この恋はきっと実らない。
それを承知で、どうして恋してしまったのだろう。
恋してはいけない、あの人を。

生まれてから今日この日を迎えるまで、何度春が過ぎ去っていっただろうか。
ある初夏の日の出来事。
僕は見てはならいものを……この目で見てしまった。

* * * * *

―――思春期を迎えても、僕に彼女ができることはなかった。
朝、洗面所で顔を洗うときにみる僕の顔は、客観的に見てそれほど悪いものじゃない。
人間、外見だけがすべてじゃないと思うけど、この顔のおかげで……といっては何だが、
色恋沙汰に不自由することはなかった。
女の子に告白されることは少ないことじゃなかったんだ。
中にはかわいい子も、きれいな人も、とても性格のいい、相性のいい娘だっていた。
―――だけど、僕はそんな彼女たちの中から、唯一の人を選ぶことはできなかった。

「ん……あんっ」

4LDKの一軒家、広くも狭くもないその部屋は少女にあてがわれた私室だった。
年頃の少女らしい、淡いピンク色を基調とした可愛らしいコーディネイト。
空間に広がる空気はどこか甘い香りがし、ベッド周辺には可愛いデザインの動物達が
所狭しとひしめき合っている。
窓のすぐそばにはベッドがあり、そのカーテンは今はしめられていて、
ベッドの上には二人の男女が絡み合う姿があった。

「……愛してるよ」

耳を澄ました僕の耳聞こえてきたのは、その部屋の主の声ではない。

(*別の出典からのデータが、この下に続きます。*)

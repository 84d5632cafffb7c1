use num_traits::{One, PrimInt, Zero};

pub mod position;
pub mod selection;
pub mod vector3;

/// Side length of a section cube, in blocks.
pub const SECTION_SIZE: i32 = 16;

#[inline]
pub fn ceil_div<T>(x: T, y: T) -> T
where
    T: PrimInt + Zero + One,
{
    let div = x / y;
    if (x ^ y) >= T::zero() && div * y != x {
        div + T::one()
    } else {
        div
    }
}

間違いなく男性の声だった。
小さく控えめにのぞき込んだそこには、信じがたい場景が広がっていた。
男が、少女を愛撫しながら甘い言葉をささやいている。
彼が彼女に手でふれるたび、言葉でふれるたび、少女は頬を赤くそめながら身を震わせる。
彼女が震えている理由は、恐怖ではない。愛する男性に心と体をふれられて、歓喜に震えているのだ。

ドアの外から情事をのぞいている。
僕にはわかった。彼女の思いが。
彼女がどれほど真剣に男性を愛しており、彼女がどれほどまでに
彼のことを―――求めているのか、ということを。
わからないはずがなかった。
生まれてこのかた、一番長い時間、彼女のことをただひたすら見つめづけた僕だから、
わかりたくもない……彼女の思いまで、知ってしまったんだ。